Abstract

The tendency to get involved in helping one’s family, friends, school, and community has many potential benefits such as greater compassion, concern for others, and social responsibility. Research interest in the benefits of contribution in adolescents has increased recently, but there are not many studies examining the effect of contribution on adolescents’ mental health. The present study focused on whether the contribution is associated with fewer self-rated depression symptoms in adolescents. We further tested whether self-regulation and academic performance can have a mediating role in this association. A total of 423 secondary school students (233 female) from eastern Croatia participated in the study. Mean age was 16.78 (SD = 1.21). Students completed measures of self-regulation, depression symptoms, and contribution (helping one’s family, friends, or neighbors, mentoring peers, volunteering in one’s community, and participating in school organizations or boards), and gave information about age, gender, and academic performance. A hierarchical regression analysis revealed that contribution, self-regulation, and academic performance were related with lower levels of self-rated depression symptoms.

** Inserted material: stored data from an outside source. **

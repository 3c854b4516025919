//! Conversion options shared across the pipeline.

use std::path::{Path, PathBuf};

use serde::{Deserialize, Serialize};

use crate::error::{ConvertError, Result};

/// Name of the per-user config directory under the platform config dir.
pub const CONFIG_DIR_NAME: &str = "docmark";

/// Name of the project-local config file.
pub const LOCAL_CONFIG_FILE: &str = ".docmark.toml";

/// All options controlling extraction and rendering.
#[derive(Debug, Clone, Serialize, Deserialize)]
#[serde(default)]
pub struct ConversionOptions {
    // -- General --
    pub verbose: u8,
    pub input_dir: PathBuf,
    pub output_dir: PathBuf,
    pub generate_pdf: bool,

    // -- Input --
    /// Forced encoding label for plain-text inputs (e.g. "windows-1255").
    pub input_encoding: Option<String>,
    /// How deep ZIP archives nested inside ZIP archives are followed.
    pub max_zip_depth: usize,

    // -- PDF rendering --
    pub font_path: Option<PathBuf>,
    pub bold_font_path: Option<PathBuf>,
    pub italic_font_path: Option<PathBuf>,
    pub mono_font_path: Option<PathBuf>,
    /// Body text size in points; headings scale from their own table.
    pub base_font_size: f32,
    /// Left, right and top page margin in mm.
    pub page_margin_mm: f32,
}

impl Default for ConversionOptions {
    fn default() -> Self {
        Self {
            verbose: 0,
            input_dir: PathBuf::from("input"),
            output_dir: PathBuf::from("output"),
            generate_pdf: true,
            input_encoding: None,
            max_zip_depth: 2,
            font_path: None,
            bold_font_path: None,
            italic_font_path: None,
            mono_font_path: None,
            base_font_size: 10.0,
            page_margin_mm: 20.0,
        }
    }
}

impl ConversionOptions {
    /// Load config from global and project-local TOML files, then from an
    /// explicit file if one is given. Later files override earlier ones.
    ///
    /// Missing global/local files are silently ignored and unparsable ones
    /// are logged; an explicit file that is missing or invalid is an error.
    pub fn load(explicit: Option<&Path>) -> Result<Self> {
        let mut opts = ConversionOptions::default();

        // 1. Global config: ~/.config/docmark/config.toml
        if let Some(config_dir) = dirs::config_dir() {
            let global_path = config_dir.join(CONFIG_DIR_NAME).join("config.toml");
            if let Some(parsed) = Self::load_optional(&global_path) {
                opts = parsed;
            }
        }

        // 2. Project-local config: ./.docmark.toml
        if let Some(parsed) = Self::load_optional(Path::new(LOCAL_CONFIG_FILE)) {
            opts = parsed;
        }

        // 3. Explicit --config file
        if let Some(path) = explicit {
            opts = Self::load_from(path)?;
        }

        Ok(opts)
    }

    /// Parse options from a TOML file.
    pub fn load_from(path: &Path) -> Result<Self> {
        let contents = std::fs::read_to_string(path).map_err(|e| {
            ConvertError::Config(format!("Cannot read {}: {}", path.display(), e))
        })?;
        toml::from_str(&contents)
            .map_err(|e| ConvertError::Config(format!("Cannot parse {}: {}", path.display(), e)))
    }

    fn load_optional(path: &Path) -> Option<Self> {
        let contents = std::fs::read_to_string(path).ok()?;
        match toml::from_str::<ConversionOptions>(&contents) {
            Ok(parsed) => {
                log::debug!("Loaded config from {}", path.display());
                Some(parsed)
            }
            Err(e) => {
                log::warn!("Failed to parse {}: {}", path.display(), e);
                None
            }
        }
    }

    /// Serialize the effective options as pretty TOML.
    pub fn to_toml(&self) -> Result<String> {
        toml::to_string_pretty(self).map_err(|e| ConvertError::Config(e.to_string()))
    }
}

#[cfg(test)]
mod tests {
    use super::*;

    #[test]
    fn test_toml_round_trip_full() {
        let mut opts = ConversionOptions::default();
        opts.verbose = 2;
        opts.generate_pdf = false;
        opts.output_dir = PathBuf::from("exports");
        opts.font_path = Some(PathBuf::from("/usr/share/fonts/truetype/dejavu/DejaVuSans.ttf"));
        opts.base_font_size = 12.0;
        opts.max_zip_depth = 0;

        let toml_str = opts.to_toml().unwrap();
        let parsed: ConversionOptions = toml::from_str(&toml_str).unwrap();

        assert_eq!(parsed.verbose, 2);
        assert!(!parsed.generate_pdf);
        assert_eq!(parsed.output_dir, PathBuf::from("exports"));
        assert_eq!(
            parsed.font_path.as_deref(),
            Some(Path::new("/usr/share/fonts/truetype/dejavu/DejaVuSans.ttf"))
        );
        assert_eq!(parsed.base_font_size, 12.0);
        assert_eq!(parsed.max_zip_depth, 0);
    }

    #[test]
    fn test_toml_partial_config() {
        let toml_str = r#"
output_dir = "out"
page_margin_mm = 15.0
"#;
        let opts: ConversionOptions = toml::from_str(toml_str).unwrap();
        assert_eq!(opts.output_dir, PathBuf::from("out"));
        assert_eq!(opts.page_margin_mm, 15.0);
        // Defaults filled in
        assert!(opts.generate_pdf);
        assert_eq!(opts.input_dir, PathBuf::from("input"));
        assert_eq!(opts.base_font_size, 10.0);
        assert!(opts.font_path.is_none());
    }

    #[test]
    fn test_load_from_file() {
        let dir = tempfile::tempdir().unwrap();
        let path = dir.path().join("config.toml");
        std::fs::write(&path, "generate_pdf = false\nmax_zip_depth = 1\n").unwrap();

        let opts = ConversionOptions::load_from(&path).unwrap();
        assert!(!opts.generate_pdf);
        assert_eq!(opts.max_zip_depth, 1);
    }

    #[test]
    fn test_load_from_invalid_file() {
        let dir = tempfile::tempdir().unwrap();
        let path = dir.path().join("broken.toml");
        std::fs::write(&path, "generate_pdf = \"maybe\"").unwrap();

        let err = ConversionOptions::load_from(&path).unwrap_err();
        assert!(matches!(err, ConvertError::Config(_)));

        let missing = ConversionOptions::load_from(&dir.path().join("nope.toml")).unwrap_err();
        assert!(matches!(missing, ConvertError::Config(_)));
    }
}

Furthermore, mediation analysis indicated a significant indirect effect through two mediators, self-regulation and academic performance, which was stronger than a path containing only self-regulation. Academic performance alone was not a significant mediator. Our findings suggest that contribution could protect against depression by promoting self-regulation, leading to higher academic performance, and consequently fewer depression symptoms.

Highlights

  • Research interest in the effects of adolescents’ involvement in their community and society has increased in recent years

  • In order to do that, we focused on self-regulation and academic performance for two reasons: (1) their effects on adolescent depression are well documented (Herman et al, 2008; Kring and Sloan, 2009; Berking et al, 2013; Aldao and Dixon-Gordon, 2014; Huang, 2015; Sloan et al, 2017) and (2) there is a sound theoretical framework for the assumption that selfregulation could be the mechanisms through which contribution affects depression in adolescents

  • Contribution has mainly been investigated with regard to youth political engagement (Rosenthal et al, 1998) and only recently with regard to positive youth development (Larson, 2000; Lerner et al, 2005, 2006; Jelicic et al, 2007; Lewin-Bizan et al, 2010; Agans et al, 2014; Conway et al, 2015; Wiium, 2017)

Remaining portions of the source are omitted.